Posted by ESC on January 10, 2003
In Reply to: Re: 'knocked up": history posted by R. Berg on January 10, 2003
: : : : : Hello, I am co-facilitator
for a group which empowers and encourages abused women. Part of empowering and
encouraging group participants is to help them understand derogatory statements
and slanderous terms towards women. During one of our group meetings a woman who
is pregnant referred to herself as being knocked-up. Immediately another participant
who is pregnant questioned her as to why she would refer to her pregnancy as a
state of being knocked-up. This of course brought on much conversation and questions
as to where this term came from, it's true meaning etc..Again this morning I heard
the term used by a female radio announcer when referring to a popular sit-com's
female star (wonder if she will get knocked-up this season and how many times?)
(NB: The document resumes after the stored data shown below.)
//! Declarations held by the module graph: type declarations and function
//! records.

use std::fmt;

use gullian_ir::ast::{Body, TypeExpr};
use gullian_ir::Name;

use crate::module::ModuleId;
use crate::pool::TypeId;
use crate::typed::TypedBody;

/// A type reference inside a declaration: the written hint until the
/// resolver replaces it with a pool handle. Generic declarations keep
/// their hints so instantiation can substitute into them.
#[derive(Clone, Debug, PartialEq)]
pub enum TypeRef {
    Ast(TypeExpr),
    Resolved(TypeId),
}

impl TypeRef {
    pub fn resolved(&self) -> Option<TypeId> {
        match self {
            TypeRef::Resolved(id) => Some(*id),
            TypeRef::Ast(_) => None,
        }
    }
}

impl fmt::Display for TypeRef {
    fn fmt(&self, f: &mut fmt::Formatter<'_>) -> fmt::Result {
        match self {
            TypeRef::Ast(expr) => write!(f, "{expr}"),
            TypeRef::Resolved(id) => write!(f, "#{}", id.index()),
        }
    }
}

#[derive(Clone, Debug)]
pub struct StructDecl {
    pub name: Name,
    pub fields: Vec<(Name, TypeRef)>,
    pub generics: Vec<Name>,
}

#[derive(Clone, Debug)]
pub struct UnionDecl {
    pub name: Name,
    /// Fields of a union are its variants.
    pub fields: Vec<(Name, TypeRef)>,
    pub generics: Vec<Name>,
}

#[derive(Clone, Debug)]
pub struct EnumDecl {
    pub name: Name,
    pub variants: Vec<Name>,
}

#[derive(Clone, Debug)]
pub enum TypeDecl {
    Struct(StructDecl),
    Union(UnionDecl),
    Enum(EnumDecl),
}

impl TypeDecl {
    pub fn name(&self) -> &Name {
        match self {
            TypeDecl::Struct(decl) => &decl.name,
            TypeDecl::Union(decl) => &decl.name,
            TypeDecl::Enum(decl) => &decl.name,
        }
    }

    pub fn generics(&self) -> &[Name] {
        match self {
            TypeDecl::Struct(decl) => &decl.generics,
            TypeDecl::Union(decl) => &decl.generics,
            TypeDecl::Enum(_) => &[],
        }
    }

    /// Typed fields, when this declaration has them (structs and unions).
    pub fn fields(&self) -> Option<&[(Name, TypeRef)]> {
        match self {
            TypeDecl::Struct(decl) => Some(&decl.fields),
            TypeDecl::Union(decl) => Some(&decl.fields),
            TypeDecl::Enum(_) => None,
        }
    }

    pub fn is_generic(&self) -> bool {
        !self.generics().is_empty()
    }
}

/// Handle into the session's function arena.
#[derive(Copy, Clone, Debug, PartialEq, Eq, Hash)]
pub struct FnId(u32);

impl FnId {
    pub fn new(index: usize) -> Self {
        FnId(u32::try_from(index).expect("function arena overflow"))
    }

    #[inline]
    pub fn index(self) -> usize {
        self.0 as usize
    }

    /// The uid used when mangling a specialized function.
    #[inline]
    pub fn uid(self) -> u32 {
        self.0
    }
}

#[derive(Clone, Debug)]
pub struct FunctionHead {
    /// Simple name: `main`, `push`.
    pub name: Name,
    /// Owner type name for associated functions (`List.push`).
    pub owner: Option<Name>,
    /// Type parameters of a generic definition.
    pub generics: Vec<Name>,
    /// Applied type arguments of a monomorphized instance.
    pub spec_args: Vec<TypeId>,
    pub params: Vec<(Name, TypeRef)>,
    pub return_hint: TypeRef,
    pub module: ModuleId,
    pub line: u32,
}

impl FunctionHead {
    pub fn is_generic(&self) -> bool {
        !self.generics.is_empty()
    }

    /// Diagnostic rendering: `fun push(...) : void`.
    pub fn display(&self) -> String {
        let owner = self
            .owner
            .as_ref()
            .map(|o| format!("{o}."))
            .unwrap_or_default();
        format!("fun {owner}{}(...) : {}", self.name, self.return_hint)
    }
}

#[derive(Clone, Debug)]
pub enum FunctionKind {
    Extern,
    User {
        body: Body,
        /// Filled by the checker; generic definitions stay `None` and only
        /// their instances carry typed bodies.
        typed: Option<TypedBody>,
    },
}

#[derive(Clone, Debug)]
pub struct Function {
    pub head: FunctionHead,
    pub kind: FunctionKind,
}

impl Function {
    pub fn is_extern(&self) -> bool {
        matches!(self.kind, FunctionKind::Extern)
    }

    pub fn typed_body(&self) -> Option<&TypedBody> {
        match &self.kind {
            FunctionKind::User { typed, .. } => typed.as_ref(),
            FunctionKind::Extern => None,
        }
    }
}

/// An entry in a type's method table.
#[derive(Copy, Clone, Debug, PartialEq, Eq)]
pub struct AssocFn {
    pub owner: TypeId,
    pub func: FnId,
}
//! Name and type resolution, generic instantiation and monomorphization.

use rustc_hash::FxHashMap;
use smallvec::SmallVec;
use tracing::debug;

use gullian_diagnostic::Result;
use gullian_ir::ast::{Expr, TypeExpr};
use gullian_ir::Name;
use gullian_types::typed::{TypedExpr, TypedExprKind};
use gullian_types::{
    AssocFn, FnId, Function, FunctionHead, FunctionKind, ModuleId, StructDecl, TypeDecl, TypeId,
    TypeName, TypeRef, UnionDecl,
};

use crate::Checker;

/// What member lookup on a type can find.
pub(crate) enum Member {
    Method(AssocFn),
    Field { ty: TypeId, union_variant: bool },
    EnumVariant,
}

/// A resolved call target.
pub(crate) enum Callee {
    Func(FnId),
    Method {
        assoc: AssocFn,
        /// The checked receiver for instance calls; `None` for static
        /// `T.m(...)` calls.
        receiver: Option<TypedExpr>,
    },
}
I have searched several websites and not been able to find the origin of this
term. Your site lists its definition as being "in a state of pregnacy." Is this
not a term that encourages sexism and demeans women?
: : : : : Thank you
: : : : : Jean Dewar
: : : : The answer to you question is no. It is my experience that people can be sensitised to any word and, with a little help, be made to believe that it means just about anything you care to say it means. It's encouraging to see that 'co-facilitators' use this site - by day I am employed as a detritus re-locator working for Westminster City council.
: : : If you will look up "knocked" in the archives, you can access a long discussion of this term. I don't think we came to a bottomline answer. "Knocked up" does have a kind of negative ring to it, doesn't it. Like it wasn't a voluntary happening.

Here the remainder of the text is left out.